L'actuel souverain pontife, qui a décliné l'invitation d'Emmanuel Macron, le retrouvera à Ajaccio. Mais François semble toujours aussi remonté contre le chef de l'État. À une Ajaccienne reçue en audience privée au Vatican et qui a évoqué devant lui le nom du président, le pape a répondu : « Non lo conosco ! [Je ne le connais pas !] » En attendant, c'est le cardinal--évêque d'Ajaccio François Bustillo qui récolte les lauriers du voyage papal. De l'avis de tous, il est l'homme qui a convaincu François de faire le déplacement dans l'Île de Beauté. « Si Bustillo se présente aux élections, il nous bat tous ! » s'amuse Laurent Marcangeli, député (Horizons) de Corse.

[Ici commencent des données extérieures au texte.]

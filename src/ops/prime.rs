//! Trial division primality test and the 3n+1 walk.

use crate::ctx::Context;
use crate::defs::Error;
use crate::num::DecNumber;
use crate::worker::Controller;
use num_bigint::BigUint;
use num_integer::Roots;
use num_traits::ToPrimitive;
use num_traits::Zero;
use std::cell::Cell;

/// Numbers below this value are tested without the controller.
const DIRECT_LIMIT: u64 = 1 << 50;

/// Number of odd candidates tested in one controller step.
const CANDIDATES_PER_STEP: u64 = 200_000;

impl DecNumber {
    /// Tests the integer part of `self` for primality by trial division.
    /// Returns 1 for a prime number, 0 for 0 and 1, and the smallest prime factor otherwise.
    /// Large numbers are tested in steps driven by `ctl`.
    /// Returns `None` if the computation was stopped.
    ///
    /// ## Errors
    ///
    ///  - InvalidArgument: the argument is zero or negative.
    pub fn is_prime(&self, ctx: &Context, ctl: &Controller) -> Result<Option<Self>, Error> {
        if self.is_zero() || self.is_negative() {
            return Err(Error::InvalidArgument);
        }

        // a positive exponent means a multiple of 10
        if self.exponent() > 0 {
            return Ok(Some(Self::from_u8(2)));
        }

        let n = self.to_biguint_abs();

        let factor = match n.to_u64() {
            Some(0) | Some(1) => Some(0),
            Some(2) => Some(1),
            Some(v) if v % 2 == 0 => Some(2),
            Some(v) if v < DIRECT_LIMIT => Some(smallest_factor(v.sqrt(), 3, u64::MAX, |d| v % d == 0)),
            Some(v) => trial_division(ctl, v.sqrt(), |d| v % d == 0),
            None if !(&n % 2u32).is_zero() => {
                let limit = n.sqrt().to_u64().unwrap_or(u64::MAX);
                trial_division(ctl, limit, |d| (&n % d).is_zero())
            }
            None => Some(2),
        };

        factor.map(|f| Self::from_u64(f).round(ctx)).transpose()
    }

    /// Applies `n -> n/2` for even and `n -> 3n+1` for odd values to the integer part of `self`
    /// at least once, and until the value is a power of two. Returns the power of two.
    /// Each step is driven by `ctl`. Returns `None` if the computation was stopped.
    ///
    /// ## Errors
    ///
    ///  - InvalidArgument: the integer part of the argument is zero or negative.
    pub fn collatz(&self, ctl: &Controller) -> Result<Option<Self>, Error> {
        if self.is_negative() {
            return Err(Error::InvalidArgument);
        }

        let mut n = self.to_biguint_abs();
        if n.is_zero() {
            return Err(Error::InvalidArgument);
        }

        let bits = Cell::new(n.bits());

        let ret = ctl.run(
            "3n+1",
            |_| {
                if n.bit(0) {
                    n = &n * 3u32 + 1u32;
                } else {
                    n >>= 1;
                }
                bits.set(n.bits());

                if n.count_ones() == 1 {
                    Some(Self::from_biguint(n.clone()))
                } else {
                    None
                }
            },
            |i| format!("Remaining: {} bits (#{})", bits.get(), i),
        );

        Ok(ret)
    }
}

// Runs the trial division in controller steps.
fn trial_division<F: Fn(u64) -> bool>(ctl: &Controller, limit: u64, divides: F) -> Option<u64> {
    let step = 2 * CANDIDATES_PER_STEP;
    ctl.run(
        "prime",
        |i| {
            let from = (i as u64).saturating_mul(step).saturating_add(3);
            if from > limit {
                return Some(1);
            }
            let to = from.saturating_add(step - 2);
            match smallest_factor(limit, from, to, &divides) {
                1 => None,
                d => Some(d),
            }
        },
        |i| {
            let done = (i as u64).saturating_mul(step).saturating_add(3);
            format!("{} of {} divisors tested", done.min(limit) / 2, limit / 2)
        },
    )
}

// Smallest odd divisor in [from, min(to, limit)], or 1 if there is none.
fn smallest_factor<F: Fn(u64) -> bool>(limit: u64, from: u64, to: u64, divides: F) -> u64 {
    let to = to.min(limit);
    let mut d = from;
    while d <= to {
        if divides(d) {
            return d;
        }
        match d.checked_add(2) {
            Some(v) => d = v,
            None => break,
        }
    }
    1
}

#[cfg(test)]
mod tests {

    use super::*;
    use crate::defs::RoundingMode;
    use crate::worker::Decision;
    use crate::worker::Event;
    use crate::worker::LoopConfig;
    use num_bigint::BigInt;
    use std::time::Duration;

    fn prime(d: &DecNumber) -> DecNumber {
        let ctx = Context::new(30, RoundingMode::ToEven).unwrap();
        d.is_prime(&ctx, &Controller::unattended()).unwrap().unwrap()
    }

    #[test]
    fn test_is_prime() {
        for (n, expected) in [(1u64, 0u64), (2, 1), (3, 1), (4, 2), (9, 3), (91, 7), (97, 1), (100, 2), (7919, 1)] {
            assert_eq!(prime(&DecNumber::from_u64(n)), DecNumber::from_u64(expected), "{}", n);
        }

        assert_eq!(prime(&DecNumber::from_parts(BigInt::from(5), -1)), DecNumber::new());
        assert_eq!(prime(&DecNumber::from_parts(BigInt::from(975), -1)), DecNumber::from_u8(1));
        assert_eq!(prime(&DecNumber::from_parts(BigInt::from(3), 40)), DecNumber::from_u8(2));

        // stepped u64 path
        assert_eq!(prime(&DecNumber::from_u64(17592238820981133269)), DecNumber::from_u32(1000003));

        // stepped big integer path
        let n = BigInt::parse_bytes(b"1152924963371360829541027", 10).unwrap();
        assert_eq!(prime(&DecNumber::from_parts(n, 0)), DecNumber::from_u32(1000003));

        let ctx = Context::default();
        let ctl = Controller::unattended();
        assert_eq!(DecNumber::new().is_prime(&ctx, &ctl), Err(Error::InvalidArgument));
        assert_eq!(DecNumber::from_i8(-7).is_prime(&ctx, &ctl), Err(Error::InvalidArgument));
    }

    #[test]
    fn test_is_prime_stop() {
        let config = LoopConfig {
            ask_timeout: Duration::from_millis(1),
            ..Default::default()
        };
        let (ctl, front) = Controller::new(config);

        // 2^61 - 1 is prime and takes thousands of steps
        let h = ctl
            .spawn("prime", |ctl| {
                let ctx = Context::default();
                DecNumber::from_u64((1 << 61) - 1).is_prime(&ctx, ctl)
            })
            .unwrap();

        for ev in front.events().iter() {
            match ev {
                Event::Ask { .. } => front.decide(Decision::Stop),
                Event::Done(_) => break,
                Event::Progress(_) => {}
            }
        }

        assert_eq!(h.join().unwrap(), Ok(None));
    }

    #[test]
    fn test_collatz() {
        let ctl = Controller::unattended();

        for (n, expected) in [(1u64, 4u64), (2, 1), (3, 16), (7, 16), (27, 16)] {
            assert_eq!(
                DecNumber::from_u64(n).collatz(&ctl).unwrap().unwrap(),
                DecNumber::from_u64(expected)
            );
        }

        let n = DecNumber::from_biguint((BigUint::from(1u32) << 100u32) + 1u32);
        assert_eq!(n.collatz(&ctl).unwrap().unwrap(), DecNumber::from_u8(16));

        assert_eq!(DecNumber::from_parts(BigInt::from(5), -1).collatz(&ctl), Err(Error::InvalidArgument));
        assert_eq!(DecNumber::from_i8(-3).collatz(&ctl), Err(Error::InvalidArgument));
    }
}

Jack Lang ne suit pas le PS
Le président de l'Institut du monde arabe, Jack Lang, a été estomaqué de voir que le groupe socialiste avait voté la censure du gouvernement Barnier. L'ancien ministre de la Culture l'a fait savoir au président, qu'il accompagnait en Arabie saoudite : « Si j'étais député aujourd'hui, je ne voterais pas la censure. Il serait contraire à ma conscience d'homme de gauche de mêler ma voix à celles du Rassemblement national. » Il juge aussi ce vote en contradiction avec « le front républicain qui a fait barrage à l'extrême droite en juillet ».